Anyway, Gabrielle decides that she can not live with this lie. More like her guilty conscience can’t stand not fessing up and seeking and gaining forgiveness.

I agree it would have been appalling to see an innocent Roman dragged off to his death for something she did. She was in an awful situation. But even before she knew about this Roman, she was prepared to go to her death ("I accept that" she tells Xena) when her not speaking up would have hurt no one -- except herself.

 

That Gabrielle would so readily give up her life over a lie, and an accident in the first place, was something I found very hard to watch. It would have been different if she had cold bloodedly intended killing the boy, and then later couldn’t live with what she had done. But it was an accident, and she was prepared to die for that -- well it just seemed so wrong. And she was equally prepared to let Xena suffer -- ie by watching her dearest friend die -- just because Gabrielle’s conscience felt bad.
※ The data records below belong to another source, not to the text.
//! Observer sets: who can currently see an actor.
//!
//! Membership drives both visibility (who receives notifications) and
//! targetability (intelligences only pick targets among observers). The set is
//! read on every tick while connection churn adds and removes observers, so
//! every iteration happens on a copy taken under the read lock.

use std::sync::Arc;

use npc_shared::ActorNotification;
use tokio::sync::RwLock;

use crate::combat::Attackable;
use crate::error::ObjectId;

/// An entity that perceives actors, typically a player connection.
///
/// Observer sets hold back-references only; they never control the
/// observer's lifetime.
pub trait WorldObserver: Send + Sync {
    fn observer_id(&self) -> ObjectId;

    /// Deliver a notification. Must not block.
    fn notify(&self, notification: &ActorNotification);

    /// The observer as an attack target, if it can be attacked
    fn as_target(self: Arc<Self>) -> Option<Arc<dyn Attackable>> {
        None
    }

    /// A summoned creature owned by this observer, which is targetable too
    fn summon(&self) -> Option<Arc<dyn Attackable>> {
        None
    }
}

/// Result of a membership change. The `First`/`Last` edges let the owner start
/// or stop work that is only worth doing while someone is watching.
#[derive(Debug, Clone, Copy, PartialEq, Eq)]
pub enum ObserverEdge {
    Unchanged,
    Added,
    FirstAdded,
    Removed,
    LastRemoved,
}

impl ObserverEdge {
    pub fn changed(&self) -> bool {
        !matches!(self, ObserverEdge::Unchanged)
    }
}

/// Concurrency-guarded set of observers with copy-on-read iteration
#[derive(Default)]
pub struct ObserverSet {
    observers: RwLock<Vec<Arc<dyn WorldObserver>>>,
}

impl ObserverSet {
    pub fn new() -> Self {
        Self::default()
    }

    pub async fn add(&self, observer: Arc<dyn WorldObserver>) -> ObserverEdge {
        self.add_with(observer, |_| {}).await
    }

    /// Add an observer and run `on_edge` with the resulting edge before the
    /// write lock is released, so edge reactions apply in membership order.
    pub async fn add_with<F>(&self, observer: Arc<dyn WorldObserver>, on_edge: F) -> ObserverEdge
    where
        F: FnOnce(ObserverEdge),
    {
        let mut observers = self.observers.write().await;
        let id = observer.observer_id();
        let edge = if observers.iter().any(|o| o.observer_id() == id) {
            ObserverEdge::Unchanged
        } else {
            observers.push(observer);
            if observers.len() == 1 {
                ObserverEdge::FirstAdded
            } else {
                ObserverEdge::Added
            }
        };
        on_edge(edge);
        edge
    }

    /// Remove an observer by id, returning it if it was present
    pub async fn remove(&self, id: ObjectId) -> (ObserverEdge, Option<Arc<dyn WorldObserver>>) {
        self.remove_with(id, |_| {}).await
    }

    /// Like [`ObserverSet::remove`], running `on_edge` under the write lock
    pub async fn remove_with<F>(&self, id: ObjectId, on_edge: F) -> (ObserverEdge, Option<Arc<dyn WorldObserver>>)
    where
        F: FnOnce(ObserverEdge),
    {
        let mut observers = self.observers.write().await;
        let (edge, removed) = match observers.iter().position(|o| o.observer_id() == id) {
            Some(index) => {
                let removed = observers.remove(index);
                let edge = if observers.is_empty() {
                    ObserverEdge::LastRemoved
                } else {
                    ObserverEdge::Removed
                };
                (edge, Some(removed))
            }
            None => (ObserverEdge::Unchanged, None),
        };
        on_edge(edge);
        (edge, removed)
    }

    /// Remove every observer and return them
    pub async fn clear(&self) -> Vec<Arc<dyn WorldObserver>> {
        std::mem::take(&mut *self.observers.write().await)
    }

    pub async fn contains(&self, id: ObjectId) -> bool {
        self.observers.read().await.iter().any(|o| o.observer_id() == id)
    }

    pub async fn len(&self) -> usize {
        self.observers.read().await.len()
    }

    pub async fn is_empty(&self) -> bool {
        self.observers.read().await.is_empty()
    }

    /// Copy of the current members. Later changes to the set do not affect it.
    pub async fn snapshot(&self) -> Vec<Arc<dyn WorldObserver>> {
        self.observers.read().await.clone()
    }

    /// Run `action` for every observer outside of the lock
    pub async fn for_each<F>(&self, mut action: F)
    where
        F: FnMut(&Arc<dyn WorldObserver>),
    {
        for observer in self.snapshot().await.iter() {
            action(observer);
        }
    }

    pub async fn notify_all(&self, notification: &ActorNotification) {
        self.for_each(|observer| observer.notify(notification)).await;
    }
}

impl std::fmt::Debug for ObserverSet {
    fn fmt(&self, f: &mut std::fmt::Formatter<'_>) -> std::fmt::Result {
        let count = self.observers.try_read().map(|o| o.len()).ok();
        f.debug_struct("ObserverSet").field("observers", &count).finish()
    }
}
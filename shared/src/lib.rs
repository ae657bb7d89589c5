pub mod geometry;
pub mod definitions;
pub mod spawn;
pub mod combat;
pub mod notifications;

pub use geometry::*;
pub use definitions::*;
pub use spawn::*;
pub use combat::*;
pub use notifications::*;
I just didn’t understand where she was coming from -- later with the Roman, yeah maybe, but to give up so easily first ... to just roll over and die, well that seemed pretty unlikely.

And Gabrielle shows she really is almost welcoming death a little later on when she says to herself: "Xena, you once prayed never to see the light go out in me. I just don’t think there’s much of that left in here. This is best for everyone."
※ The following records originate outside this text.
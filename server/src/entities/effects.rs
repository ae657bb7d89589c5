//! Timed status effects (stun, sleep, invisibility, ...).

use std::time::Duration;

use bitflags::bitflags;
use parking_lot::Mutex;
use tokio::time::Instant;

bitflags! {
    /// Statuses produced by active effects
    #[derive(Clone, Copy, Debug, PartialEq, Eq, Hash, Default)]
    pub struct StatusFlags: u8 {
        const STUNNED     = 1 << 0;
        const ASLEEP      = 1 << 1;
        const INVISIBLE   = 1 << 2;
        const TELEPORTING = 1 << 3;
        const POISONED    = 1 << 4;
    }
}

impl StatusFlags {
    /// Statuses that keep an actor from doing anything on its own
    pub fn prevents_action(&self) -> bool {
        self.intersects(StatusFlags::STUNNED | StatusFlags::ASLEEP)
    }

    /// Statuses that make an entity impossible to target
    pub fn prevents_targeting(&self) -> bool {
        self.intersects(StatusFlags::INVISIBLE | StatusFlags::TELEPORTING)
    }
}

/// An effect currently applied to an entity
#[derive(Debug, Clone)]
pub struct ActiveEffect {
    pub name: String,
    pub status: StatusFlags,
    /// `None` for effects that last until removed
    pub expires_at: Option<Instant>,
}

impl ActiveEffect {
    pub fn timed(name: &str, status: StatusFlags, duration: Duration) -> Self {
        Self {
            name: name.to_string(),
            status,
            expires_at: Some(Instant::now() + duration),
        }
    }

    pub fn permanent(name: &str, status: StatusFlags) -> Self {
        Self {
            name: name.to_string(),
            status,
            expires_at: None,
        }
    }

    pub fn is_expired(&self, now: Instant) -> bool {
        self.expires_at.map_or(false, |at| at <= now)
    }
}

/// Effects of one entity. Expired effects are pruned whenever the list is read.
#[derive(Debug, Default)]
pub struct EffectList {
    effects: Mutex<Vec<ActiveEffect>>,
}

impl EffectList {
    pub fn add(&self, effect: ActiveEffect) {
        self.effects.lock().push(effect);
    }

    /// Combined status of all active effects
    pub fn status(&self) -> StatusFlags {
        let now = Instant::now();
        let mut effects = self.effects.lock();
        effects.retain(|e| !e.is_expired(now));
        effects.iter().fold(StatusFlags::empty(), |acc, e| acc | e.status)
    }

    /// Remove every effect producing any of `status`. Returns how many were removed.
    pub fn clear_status(&self, status: StatusFlags) -> usize {
        let mut effects = self.effects.lock();
        let before = effects.len();
        effects.retain(|e| !e.status.intersects(status));
        before - effects.len()
    }

    pub fn clear(&self) {
        self.effects.lock().clear();
    }

    pub fn active(&self) -> Vec<ActiveEffect> {
        let now = Instant::now();
        let mut effects = self.effects.lock();
        effects.retain(|e| !e.is_expired(now));
        effects.clone()
    }
}
//! Combat results shared between the combat core and its observers.

use bitflags::bitflags;
use serde::{Deserialize, Serialize};

bitflags! {
    /// Tags attached to a hit.
    #[derive(Clone, Copy, Debug, PartialEq, Eq, Hash, Default, Serialize, Deserialize)]
    pub struct DamageFlags: u16 {
        const MISSED         = 1 << 0;
        const CRITICAL       = 1 << 1;
        const EXCELLENT      = 1 << 2;
        const DOUBLE         = 1 << 3;
        const IGNORE_DEFENSE = 1 << 4;
        const COMBO          = 1 << 5;
        /// Damage reflected back to an attacker
        const REFLECTED      = 1 << 6;
        /// Damage dealt by a poison effect
        const POISON         = 1 << 7;
    }
}

/// Computed result of one damage-dealing interaction
#[derive(Debug, Clone, Copy, PartialEq, Eq, Default, Serialize, Deserialize)]
pub struct HitOutcome {
    pub health_damage: u32,
    pub shield_damage: u32,
    pub flags: DamageFlags,
}

impl HitOutcome {
    pub fn new(health_damage: u32, shield_damage: u32, flags: DamageFlags) -> Self {
        Self { health_damage, shield_damage, flags }
    }

    /// A hit that did no damage at all
    pub fn miss() -> Self {
        Self { health_damage: 0, shield_damage: 0, flags: DamageFlags::MISSED }
    }

    /// Damage without an attacker, e.g. poison ticks or reflection
    pub fn tagged(health_damage: u32, flags: DamageFlags) -> Self {
        Self { health_damage, shield_damage: 0, flags }
    }

    pub fn total_damage(&self) -> u32 {
        self.health_damage.saturating_add(self.shield_damage)
    }

    pub fn has_damage(&self) -> bool {
        self.total_damage() > 0
    }
}

/// Snapshot taken at the moment an actor received lethal damage
#[derive(Debug, Clone, PartialEq, Eq, Serialize, Deserialize)]
pub struct DeathInformation {
    /// Id of the killer; 0 when the damage had no attacker
    pub killer_id: u16,
    pub killer_name: String,
    pub outcome: HitOutcome,
    /// Skill that caused the death; 0 if none
    pub skill_number: u16,
}

/// An item dropped into the world
#[derive(Debug, Clone, PartialEq, Eq, Serialize, Deserialize)]
pub struct ItemDrop {
    pub item_id: u32,
    pub quantity: u32,
}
Oh Gabrielle, how can you give up so easily on life, on Xena, on yourself? (And when did she actually personally hear Xena say this, by the way?)

There was not nearly enough background to make us believe a word she was saying at this point.

I can not buy that her accidentally killing someone would make her want to die because she hates herself so much she feels she barely has any goodness left in her any more and this is for the best.

It’s not like she did this on purpose, and it’s not like she’s all alone and feeling unloved. Xena was out there, presumably plotting her rescue, and loving her to bits all the while. If nothing else, that had to be something worth hugging to yourself in your darkest hour. Further, this comes only hours after she has conceded her change to warrior was a good thing. Now she thinks it’s yet another sign of what has gone wrong with her.

I don’t buy it.

This is like a suicide but where she is relieved of the responsibility of doing it herself. And Gabrielle, no way, no how, looks anywhere near at the end of her tether, enough to contemplate killing herself -- and considering it’s for the best.

To be believable: this should have either had some further element in it -- where Gabrielle has cold bloodedly done something so awful she has shocked herself beyond recognition and made herself question what she has become (I wouldn’t endorse this plot at all); or it should have had an element taken out -- ie her little "I am ready to die now" speech, because no one would buy her coming to this conclusion as the plot stands.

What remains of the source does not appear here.